[Start of section]

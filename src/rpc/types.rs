use serde::Deserialize;

// =============================================================================
// DOMAIN RECORDS
// =============================================================================

/// Transaction as the pipeline needs it, flattened from a `jsonParsed` response
#[derive(Debug, Clone, Default)]
pub struct ParsedTransaction {
    pub signature: String,
    pub slot: u64,
    pub block_time: Option<i64>,
    pub fee_lamports: u64,
    pub failed: bool,
    /// Signer account keys in message order; the first one paid the fee
    pub signers: Vec<String>,
    pub post_token_balances: Vec<PostTokenBalance>,
    /// Top-level instructions followed by inner (CPI) instructions
    pub instructions: Vec<InstructionRecord>,
}

impl ParsedTransaction {
    pub fn fee_payer(&self) -> Option<&str> {
        self.signers.first().map(|s| s.as_str())
    }
}

#[derive(Debug, Clone, Default, PartialEq)]
pub struct PostTokenBalance {
    pub account_index: u64,
    pub mint: String,
    pub owner: Option<String>,
    pub ui_amount: Option<f64>,
    pub amount: String,
    pub decimals: u8,
}

/// Instruction left unparsed by the node (program data still base58 encoded)
#[derive(Debug, Clone, Default, PartialEq)]
pub struct InstructionRecord {
    pub program_id: String,
    pub accounts: Vec<String>,
    pub data: Option<String>,
}

#[derive(Debug, Clone, PartialEq)]
pub struct AccountData {
    pub owner: String,
    pub lamports: u64,
    pub data: Vec<u8>,
}

#[derive(Debug, Clone, PartialEq)]
pub struct TokenAccountBalance {
    pub address: String,
    /// Raw amount in base units
    pub amount: u64,
    pub decimals: u8,
    pub ui_amount: Option<f64>,
}

/// One entry of an address's signature history
#[derive(Debug, Clone, PartialEq)]
pub struct SignatureInfo {
    pub signature: String,
    pub slot: u64,
    pub block_time: Option<i64>,
    pub failed: bool,
}

#[derive(Debug, Clone, PartialEq)]
pub struct TokenSupply {
    pub amount: u64,
    pub decimals: u8,
    pub ui_amount: Option<f64>,
}

// =============================================================================
// JSON-RPC WIRE FORMAT
// =============================================================================

#[derive(Debug, Deserialize)]
pub(crate) struct RpcEnvelope<T> {
    pub result: Option<T>,
    #[serde(default)]
    pub error: Option<RpcErrorObject>,
}

#[derive(Debug, Deserialize)]
pub(crate) struct RpcErrorObject {
    pub code: i64,
    pub message: String,
}

/// `{ context, value }` wrapper used by account and token queries
#[derive(Debug, Deserialize)]
pub(crate) struct WithContext<T> {
    pub value: T,
}

#[derive(Debug, Deserialize)]
#[serde(rename_all = "camelCase")]
pub(crate) struct WireTransaction {
    pub slot: u64,
    #[serde(default)]
    pub block_time: Option<i64>,
    #[serde(default)]
    pub meta: Option<WireMeta>,
    pub transaction: WireTransactionBody,
}

#[derive(Debug, Deserialize, Default)]
#[serde(rename_all = "camelCase", default)]
pub(crate) struct WireMeta {
    pub err: Option<serde_json::Value>,
    pub fee: u64,
    pub post_token_balances: Option<Vec<WireTokenBalance>>,
    pub inner_instructions: Option<Vec<WireInnerInstructions>>,
}

#[derive(Debug, Deserialize)]
#[serde(rename_all = "camelCase")]
pub(crate) struct WireTokenBalance {
    #[serde(default)]
    pub account_index: u64,
    pub mint: String,
    #[serde(default)]
    pub owner: Option<String>,
    pub ui_token_amount: WireUiAmount,
}

#[derive(Debug, Deserialize)]
#[serde(rename_all = "camelCase")]
pub(crate) struct WireUiAmount {
    pub amount: String,
    pub decimals: u8,
    #[serde(default)]
    pub ui_amount: Option<f64>,
}

#[derive(Debug, Deserialize)]
pub(crate) struct WireInnerInstructions {
    #[serde(default)]
    pub instructions: Vec<WireInstruction>,
}

#[derive(Debug, Deserialize)]
pub(crate) struct WireTransactionBody {
    #[serde(default)]
    pub signatures: Vec<String>,
    pub message: WireMessage,
}

#[derive(Debug, Deserialize)]
#[serde(rename_all = "camelCase")]
pub(crate) struct WireMessage {
    #[serde(default)]
    pub account_keys: Vec<WireAccountKey>,
    #[serde(default)]
    pub instructions: Vec<WireInstruction>,
}

#[derive(Debug, Deserialize)]
pub(crate) struct WireAccountKey {
    pub pubkey: String,
    #[serde(default)]
    pub signer: bool,
}

/// Parsed instructions carry `parsed` instead of `accounts`/`data`
#[derive(Debug, Deserialize)]
#[serde(rename_all = "camelCase")]
pub(crate) struct WireInstruction {
    pub program_id: String,
    #[serde(default)]
    pub accounts: Vec<String>,
    #[serde(default)]
    pub data: Option<String>,
}

#[derive(Debug, Deserialize)]
pub(crate) struct WireAccount {
    pub owner: String,
    #[serde(default)]
    pub lamports: u64,
    /// `[payload, encoding]`
    pub data: (String, String),
}

#[derive(Debug, Deserialize)]
#[serde(rename_all = "camelCase")]
pub(crate) struct WireSignatureInfo {
    pub signature: String,
    pub slot: u64,
    #[serde(default)]
    pub block_time: Option<i64>,
    #[serde(default)]
    pub err: Option<serde_json::Value>,
}

impl From<WireSignatureInfo> for SignatureInfo {
    fn from(wire: WireSignatureInfo) -> Self {
        Self {
            signature: wire.signature,
            slot: wire.slot,
            block_time: wire.block_time,
            failed: wire.err.is_some(),
        }
    }
}

#[derive(Debug, Deserialize)]
#[serde(rename_all = "camelCase")]
pub(crate) struct WireTokenAmount {
    #[serde(default)]
    pub address: Option<String>,
    pub amount: String,
    pub decimals: u8,
    #[serde(default)]
    pub ui_amount: Option<f64>,
}

// =============================================================================
// CONVERSIONS
// =============================================================================

impl WireTransaction {
    pub(crate) fn into_parsed(self, signature: &str) -> ParsedTransaction {
        let meta = self.meta.unwrap_or_default();

        let signers = self
            .transaction
            .message
            .account_keys
            .iter()
            .filter(|key| key.signer)
            .map(|key| key.pubkey.clone())
            .collect();

        let post_token_balances = meta
            .post_token_balances
            .unwrap_or_default()
            .into_iter()
            .map(|b| PostTokenBalance {
                account_index: b.account_index,
                mint: b.mint,
                owner: b.owner,
                ui_amount: b.ui_token_amount.ui_amount,
                amount: b.ui_token_amount.amount,
                decimals: b.ui_token_amount.decimals,
            })
            .collect();

        let inner = meta
            .inner_instructions
            .unwrap_or_default()
            .into_iter()
            .flat_map(|group| group.instructions);

        let instructions = self
            .transaction
            .message
            .instructions
            .into_iter()
            .chain(inner)
            .map(|ix| InstructionRecord {
                program_id: ix.program_id,
                accounts: ix.accounts,
                data: ix.data,
            })
            .collect();

        let signature = self
            .transaction
            .signatures
            .first()
            .cloned()
            .unwrap_or_else(|| signature.to_string());

        ParsedTransaction {
            signature,
            slot: self.slot,
            block_time: self.block_time,
            fee_lamports: meta.fee,
            failed: meta.err.map(|e| !e.is_null()).unwrap_or(false),
            signers,
            post_token_balances,
            instructions,
        }
    }
}

impl WireTokenAmount {
    pub(crate) fn raw_amount(&self) -> u64 {
        self.amount.parse::<u64>().unwrap_or(0)
    }
}

#[cfg(test)]
mod tests {
    use super::*;

    const SAMPLE: &str = r#"{
        "jsonrpc": "2.0",
        "id": 1,
        "result": {
            "slot": 345678901,
            "blockTime": 1735000000,
            "meta": {
                "err": null,
                "fee": 105000,
                "logMessages": ["Program log: Instruction: Initialize"],
                "postTokenBalances": [{
                    "accountIndex": 4,
                    "mint": "7xKXtg2CW87d97TXJSDpbD5jBkheTqA83TZRuJosbonk",
                    "owner": "Creator1111111111111111111111111111111111",
                    "programId": "TokenkegQfeZyiNwAJbNbGKPFXCWuBvf9Ss623VQ5DA",
                    "uiTokenAmount": {
                        "amount": "500000000",
                        "decimals": 6,
                        "uiAmount": 500.0,
                        "uiAmountString": "500"
                    }
                }],
                "innerInstructions": [{
                    "index": 0,
                    "instructions": [{
                        "programId": "metaqbxxUerdq28cj1RbAWkYQm3ybzjb6a8bt518x1s",
                        "accounts": ["Meta111"],
                        "data": "3Bxs4Bc3VYuGVB19"
                    }]
                }]
            },
            "transaction": {
                "signatures": ["SIG1"],
                "message": {
                    "accountKeys": [
                        {"pubkey": "Creator1111111111111111111111111111111111", "signer": true, "writable": true, "source": "transaction"},
                        {"pubkey": "Mint", "signer": true, "writable": true, "source": "transaction"},
                        {"pubkey": "Program", "signer": false, "writable": false, "source": "transaction"}
                    ],
                    "instructions": [
                        {"programId": "ComputeBudget111111111111111111111111111111", "accounts": [], "data": "3DdGGhkhJbjm"},
                        {"program": "system", "programId": "11111111111111111111111111111111", "parsed": {"type": "transfer"}, "stackHeight": null}
                    ]
                }
            }
        }
    }"#;

    #[test]
    fn test_parse_json_parsed_transaction() {
        let envelope: RpcEnvelope<WireTransaction> = serde_json::from_str(SAMPLE).unwrap();
        let tx = envelope.result.unwrap().into_parsed("ignored");

        assert_eq!(tx.signature, "SIG1");
        assert_eq!(tx.slot, 345678901);
        assert_eq!(tx.block_time, Some(1735000000));
        assert_eq!(tx.fee_lamports, 105000);
        assert!(!tx.failed);
        assert_eq!(tx.fee_payer(), Some("Creator1111111111111111111111111111111111"));
        assert_eq!(tx.signers.len(), 2);
        assert_eq!(tx.post_token_balances.len(), 1);
        assert_eq!(tx.post_token_balances[0].ui_amount, Some(500.0));
        assert_eq!(tx.instructions.len(), 3);
        assert_eq!(tx.instructions[2].program_id, "metaqbxxUerdq28cj1RbAWkYQm3ybzjb6a8bt518x1s");
        assert_eq!(tx.instructions[1].data, None);
    }

    #[test]
    fn test_null_result_and_error_envelopes() {
        let missing: RpcEnvelope<WireTransaction> =
            serde_json::from_str(r#"{"jsonrpc":"2.0","id":1,"result":null}"#).unwrap();
        assert!(missing.result.is_none());
        assert!(missing.error.is_none());

        let failed: RpcEnvelope<WireTransaction> = serde_json::from_str(
            r#"{"jsonrpc":"2.0","id":1,"error":{"code":-32602,"message":"Invalid param: not a Token mint"}}"#,
        )
        .unwrap();
        let error = failed.error.unwrap();
        assert_eq!(error.code, -32602);
        assert!(error.message.contains("not a Token mint"));
    }

    #[test]
    fn test_failed_transaction_flag() {
        let json = r#"{"slot":1,"blockTime":null,"meta":{"err":{"InstructionError":[0,"Custom"]},"fee":5000},
            "transaction":{"signatures":["S"],"message":{"accountKeys":[],"instructions":[]}}}"#;
        let wire: WireTransaction = serde_json::from_str(json).unwrap();
        let tx = wire.into_parsed("S");
        assert!(tx.failed);
        assert_eq!(tx.block_time, None);
        assert!(tx.post_token_balances.is_empty());
    }

    #[test]
    fn test_signature_history_entries() {
        let json = r#"{"jsonrpc":"2.0","id":1,"result":[
            {"signature":"NEW","slot":12,"blockTime":1735000060,"err":null,"memo":null,"confirmationStatus":"confirmed"},
            {"signature":"OLD","slot":10,"blockTime":null,"err":{"InstructionError":[0,"Custom"]},"memo":null}
        ]}"#;
        let envelope: RpcEnvelope<Vec<WireSignatureInfo>> = serde_json::from_str(json).unwrap();
        let entries: Vec<SignatureInfo> = envelope
            .result
            .unwrap()
            .into_iter()
            .map(SignatureInfo::from)
            .collect();

        assert_eq!(entries.len(), 2);
        assert_eq!(entries[0].signature, "NEW");
        assert_eq!(entries[0].block_time, Some(1735000060));
        assert!(!entries[0].failed);
        assert_eq!(entries[1].slot, 10);
        assert_eq!(entries[1].block_time, None);
        assert!(entries[1].failed);
    }
}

[End of section]

** Exercise brief **
Copy every line of the material above in which the string "true" can be found.

** Answer below **
                        {"pubkey": "Creator1111111111111111111111111111111111", "signer": true, "writable": true, "source": "transaction"},
                        {"pubkey": "Mint", "signer": true, "writable": true, "source": "transaction"},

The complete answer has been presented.